From 4,000 islands we took a bus down to Kratie, Cambodia, managing to avoid getting ripped off at the border- a success we were not lucky of at the Lao crossing. From Kratie we took an overnight bus to Phnom Penh, Cambodia. Overnight buses are not as luxurious as the rickety train. You’re snuggled up quite close to the person beside you, at a somewhat awkward angle, unable to sit up fully without whacking your head on the ceiling.
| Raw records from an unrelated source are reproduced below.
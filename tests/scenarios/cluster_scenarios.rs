//! End-to-end scenarios over realistic input signals.

use approx::assert_relative_eq;
use rstest::rstest;

use pem_cluster_sim::domain::{ClusterConfig, ClusterStatus, DegradationConfig};
use pem_cluster_sim::simulation::degradation::CYCLING_RATE_V;
use pem_cluster_sim::simulation::{
    ClusterSimulationEngine, EfficiencyChain, ThermoNeutralEfficiency,
};

const HOURS_PER_YEAR: usize = 8760;

fn engine(config: ClusterConfig) -> ClusterSimulationEngine {
    ClusterSimulationEngine::new(config).unwrap()
}

/// Hourly profile with a daily cycle and a seasonal swing, peaking above
/// the cluster rating
fn wind_like_profile(rating_kw: f64, hours: usize) -> Vec<f64> {
    (0..hours)
        .map(|h| {
            let t = h as f64;
            let daily = (t * std::f64::consts::TAU / 24.0).sin();
            let seasonal = (t * std::f64::consts::TAU / HOURS_PER_YEAR as f64).cos();
            let gust = ((t * 0.37).sin() * (t * 0.11).cos()).abs();
            rating_kw * (0.45 + 0.3 * daily + 0.2 * seasonal + 0.3 * gust - 0.1)
        })
        .collect()
}

#[test]
fn test_constant_rated_power_without_degradation() {
    let engine = engine(ClusterConfig::default().without_degradation());
    let power = vec![1000.0; HOURS_PER_YEAR];
    let result = engine.run(&power).unwrap();
    let series = &result.series;

    assert!(series.stacks_on.iter().all(|&s| s == 1));
    assert!(series.cluster_status.iter().all(|s| s.is_on()));
    let first = series.h2_kg[0];
    assert!(first > 18.0 && first < 18.6);
    assert!(series.h2_kg.iter().all(|&h| h == first));
    assert!(series.degradation_v.iter().all(|&d| d == 0.0));

    let summary = &result.summary;
    assert_eq!(summary.final_degradation_v, 0.0);
    assert_eq!(summary.hours_until_replacement, None);
    assert_eq!(summary.lifetime_cluster_replacements, 0.0);
    assert_eq!(summary.total_off_cycles, 0);
    assert_relative_eq!(summary.capacity_factor, 1.0, epsilon = 1e-9);
    assert_relative_eq!(summary.total_h2_kg, first * HOURS_PER_YEAR as f64, max_relative = 1e-12);
}

#[test]
fn test_alternating_power_cycling_only() {
    let mut config = ClusterConfig::default();
    config.degradation = DegradationConfig {
        cycling: true,
        ..DegradationConfig::disabled()
    };
    let engine = engine(config);
    let power: Vec<f64> = (0..48)
        .map(|t| if t % 2 == 0 { 1000.0 } else { 50.0 })
        .collect();
    let result = engine.run(&power).unwrap();
    let series = &result.series;

    let increments = series
        .degradation_v
        .windows(2)
        .filter(|w| w[1] > w[0])
        .count();
    assert_eq!(increments, 24);
    assert_eq!(result.summary.total_off_cycles, 24);
    assert_relative_eq!(
        result.summary.final_cycling_degradation_v,
        24.0 * CYCLING_RATE_V,
        epsilon = 1e-15
    );
    assert_eq!(result.summary.final_uptime_degradation_v, 0.0);
    assert_eq!(result.summary.final_fatigue_degradation_v, 0.0);
    assert_relative_eq!(
        result.summary.final_degradation_v,
        result.summary.final_cycling_degradation_v
    );
}

#[test]
fn test_input_below_threshold_produces_nothing() {
    let engine = engine(ClusterConfig::with_stacks(10));
    let power: Vec<f64> = (0..200).map(|t| (t * 5) as f64 % 999.0).collect();
    let result = engine.run(&power).unwrap();
    let series = &result.series;

    assert!(series.cluster_status.iter().all(|&s| s == ClusterStatus::Off));
    assert!(series.h2_kg.iter().all(|&h| h == 0.0));
    assert!(series.curtailed_power_kw.iter().all(|&c| c == 0.0));
    assert!(series.degradation_v.iter().all(|&d| d == 0.0));
    assert_eq!(result.summary.total_kwh_per_kg, None);
    assert_eq!(result.summary.capacity_factor, 0.0);
    assert_eq!(result.summary.total_uptime_s, 0.0);
}

#[test]
fn test_input_above_rating_is_curtailed() {
    let engine = engine(ClusterConfig::with_stacks(2));
    let result = engine.run(&[2500.0, 2000.0, 4000.0]).unwrap();
    let series = &result.series;

    assert_eq!(series.clamped_power_kw, vec![2000.0, 2000.0, 2000.0]);
    assert_eq!(series.curtailed_power_kw, vec![500.0, 0.0, 2000.0]);
    assert_eq!(series.power_per_stack_kw, vec![1000.0, 1000.0, 1000.0]);
    assert_relative_eq!(result.summary.total_curtailed_energy_kwh, 2500.0);
}

#[test]
fn test_runs_are_independent_and_repeatable() {
    let engine = engine(ClusterConfig::with_stacks(3));
    let power = wind_like_profile(3000.0, 24 * 30);

    let first = engine.run(&power).unwrap();
    let _other = engine.run(&[100.0, 2000.0]).unwrap();
    let second = engine.run(&power).unwrap();

    assert_eq!(first, second);
}

#[rstest]
#[case::all_disabled(DegradationConfig::disabled())]
#[case::penalty_off(DegradationConfig { include_penalty: false, ..DegradationConfig::default() })]
#[case::no_mechanisms(DegradationConfig { include_penalty: true, ..DegradationConfig::disabled() })]
fn test_uncorrected_current_is_bol_current(#[case] degradation: DegradationConfig) {
    let config = ClusterConfig {
        degradation,
        ..ClusterConfig::with_stacks(2)
    };
    let result = engine(config).run(&wind_like_profile(2000.0, 24 * 14)).unwrap();
    assert_eq!(result.series.stack_current_a, result.series.bol_stack_current_a);
    assert_eq!(result.series.cell_voltage_v, result.series.cell_voltage_bol_v);
}

#[test]
fn test_startup_loss_on_restart() {
    let engine = engine(ClusterConfig::default().without_degradation());
    let result = engine.run(&[800.0, 0.0, 800.0, 800.0]).unwrap();
    let h2 = &result.series.h2_kg;

    assert_eq!(h2[1], 0.0);
    assert_relative_eq!(h2[2], h2[3] * (5.0 / 6.0));
    // No startup loss on the very first step
    assert_eq!(h2[0], h2[3]);
}

#[test]
fn test_annual_run_with_degradation() {
    let engine = engine(ClusterConfig::with_stacks(4));
    let power = wind_like_profile(4000.0, HOURS_PER_YEAR);
    let result = engine.run(&power).unwrap();
    let summary = &result.summary;

    assert!(summary.final_uptime_degradation_v > 0.0);
    assert!(summary.final_cycling_degradation_v > 0.0);
    assert!(summary.final_fatigue_degradation_v > 0.0);
    assert!(summary.lifetime_fatigue_estimate_v > 0.0);
    assert_relative_eq!(
        summary.final_degradation_v,
        summary.final_uptime_degradation_v
            + summary.final_cycling_degradation_v
            + summary.final_fatigue_degradation_v,
        epsilon = 1e-12
    );

    let hours = summary.hours_until_replacement.unwrap();
    assert_relative_eq!(
        hours,
        0.7212 / summary.final_degradation_v * HOURS_PER_YEAR as f64,
        max_relative = 1e-12
    );
    assert_relative_eq!(summary.lifetime_cluster_replacements, 30.0 * 8760.0 / hours);
    assert!(summary.capacity_factor > 0.0 && summary.capacity_factor < 1.0);
    assert!(summary.total_kwh_per_kg.unwrap() > 45.0);
}

#[test]
fn test_degraded_stack_produces_less() {
    let power = wind_like_profile(1000.0, 24 * 90);
    let fresh = engine(ClusterConfig::default().without_degradation())
        .run(&power)
        .unwrap();
    let aged = engine(ClusterConfig::default()).run(&power).unwrap();

    assert!(aged.summary.total_h2_kg < fresh.summary.total_h2_kg);
    assert_eq!(aged.series.cluster_status, fresh.series.cluster_status);
}

#[test]
fn test_extra_efficiency_factor_reduces_output() {
    let config = ClusterConfig::default().without_degradation();
    let chain = EfficiencyChain::faradaic(config.cell_active_area_cm2).with_factor(Box::new(
        ThermoNeutralEfficiency {
            stack_supply_voltage_v: 300.0,
            n_cells: config.n_cells,
        },
    ));
    let faradaic = engine(config.clone()).run(&[1000.0; 4]).unwrap();
    let combined = ClusterSimulationEngine::with_efficiency(config, chain)
        .unwrap()
        .run(&[1000.0; 4])
        .unwrap();

    let ratio = combined.summary.total_h2_kg / faradaic.summary.total_h2_kg;
    assert_relative_eq!(ratio, 1.48 / (300.0 / 130.0), epsilon = 1e-12);
}

#[test]
fn test_result_serializes_to_json() {
    let result = engine(ClusterConfig::default())
        .run(&[0.0, 600.0, 1200.0])
        .unwrap();
    let json = serde_json::to_value(&result).unwrap();

    assert_eq!(json["series"]["cluster_status"], serde_json::json!([0, 1, 1]));
    assert_eq!(json["bol_efficiency_curve"].as_array().unwrap().len(), 10);
    assert!(json["summary"]["total_kwh_per_kg"].is_number());
}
The long, somewhat miserable bus ride was made up for in Phnom Penh where we met up with Mike’s friend who treated us to amazing homemade meals and the stellar company of her many adopted girls. Most of our time in Cambodia was spent dodging persistent tuk tuk drivers. But we did manage a side trip to the temples in Siem Reap and visits to the heart-wrenching killing fields and Teul Slang (Building S-21) Their blood soaked history rattled us and when we went to the movies later that day, I forced the boys into watching the light-hearted, care-free, no blood involved cartoon movie, Frozen.
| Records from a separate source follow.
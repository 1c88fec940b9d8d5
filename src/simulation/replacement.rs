//! Stack replacement extrapolation.
//!
//! The run's average degradation rate is extended linearly until the
//! end-of-life threshold is reached.

use serde::{Deserialize, Serialize};

use crate::domain::{DegradationConfig, OperatingPoint, SimulationError, DEFAULT_EOL_DEGRADATION_V};

/// End-of-life degradation threshold (V).
///
/// With a target efficiency loss, the threshold is the extra cell voltage
/// that raises the rated specific energy by that percentage.
pub fn eol_degradation_v(
    degradation: &DegradationConfig,
    rated: &OperatingPoint,
    n_cells: u32,
    timestep_hours: f64,
) -> Result<f64, SimulationError> {
    let Some(percent) = degradation.eol_efficiency_loss_percent else {
        return Ok(DEFAULT_EOL_DEGRADATION_V);
    };

    let eol_kwh_per_kg = rated.kwh_per_kg * (1.0 + percent / 100.0);
    let eol_power_kw = eol_kwh_per_kg * rated.h2_kg / timestep_hours;
    let eol_voltage_v = eol_power_kw * 1000.0 / (f64::from(n_cells) * rated.current_a);
    let d_eol = eol_voltage_v - rated.cell_voltage_v;

    if d_eol.is_finite() && d_eol > 0.0 {
        Ok(d_eol)
    } else {
        Err(SimulationError::InvalidEndOfLife(d_eol))
    }
}

#[derive(Debug, Clone, Copy, PartialEq, Serialize, Deserialize)]
pub struct ReplacementSchedule {
    /// Operating hours until end of life; `None` without degradation
    pub hours_until_replacement: Option<f64>,
    pub lifetime_replacements: f64,
}

impl ReplacementSchedule {
    /// Extrapolate `final_degradation_v`, reached after `simulated_hours`,
    /// to the threshold `eol_degradation_v`.
    pub fn extrapolate(
        final_degradation_v: f64,
        eol_degradation_v: f64,
        simulated_hours: f64,
        plant_life_hours: f64,
    ) -> Self {
        if final_degradation_v <= 0.0 || simulated_hours <= 0.0 {
            return Self {
                hours_until_replacement: None,
                lifetime_replacements: 0.0,
            };
        }

        let hours = eol_degradation_v / final_degradation_v * simulated_hours;
        Self {
            hours_until_replacement: Some(hours),
            lifetime_replacements: plant_life_hours / hours,
        }
    }
}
From Cambodia we again braved an overnight bus. The best part about these kind of things is the people you meet along the way. And while we waited for our 12 o’clock bus until 3 in the morning, we made friends with a Swede, an Irish dude, and a chick from San Francisco. We played cards, talked, drank a beer, and did what we had gotten really, really, really good at: waited endless hours for transportation.

Eventually, we found our way to Vietnam where we ate Pho, explored some of the many markets, and learned from my Vietnamese friend how to cross the insane, constant movement of traffic. Which she did by walking slowly into the middle of it and holding out one slightly raised hand. The traffic moved obligingly around us: Moses parting the red sea.

In comparison to a dusty Cambodia, Ho Chi Minh City was clean and well groomed. Our time there was short and we moved quickly on to Sydney (where mom graciously prevented us from being homeless by putting us up in a hotel). But what did finally wash over me in Vietnam was what I was coming from and going back to. The world sees both places as underdeveloped countries but I had just been pushed and pulled and tugged through a whirling non-stop adventure that moved at 90mph and I was going to a place incapable of going faster than a snail in the right lane. A country where you could count the taxi’s and where the population as a whole could fit into a single sky scraper in NYC.

Vanuatu isn’t just underdeveloped, it’s so far removed from the global scale that it has literally no idea what its missing and if it saw, it might self-combust from sensory overload. I’m hit- for the millionth time since I’ve been in Vanuatu- with this overwhelming feeling that I’m not sure if I want the country to change. I’m not sure if I want the kids to stop running amok in the bush, to go to school and actually try to learn, to stop climbing coconut trees and diving for Nawra. I’m not sure if I even want to be there, spoiling the magic, the pure and grounded, slow-moving world of Vanuatu.

But in the end, those thoughts are just selfish. I see what’s special about Vanuatu and I want to hold on to it, I want it to stay there, like I’m Peter Pan in Neverland refusing to ever grow up. But the problem is, the world is constantly evolving and one day, one day soon even, Vanuatu may need to be climbing the developing ladder in order to stay afloat. The best I can do is prepare my village for the next rung on the ladder.

And in the process, witness all the things that make this small, intensely unique place what it is, hold on to what I see, and pass it on, in hope that some of that magic will leak and spread, or at the very least, remain alive in some way. Where it might challenge our ideas of what it means to live, and what it means to interact with the world around us, whether that means being rocked to sleep by a clattering train across Thailand countryside, watching the sun set over 4,000 island on the Mekong River, eating fried crickets in the bustling streets of Bangkok, or even, in the blistering heat, laying across a mat in the shade of a mango tree and drifting, peacefully, to sleep.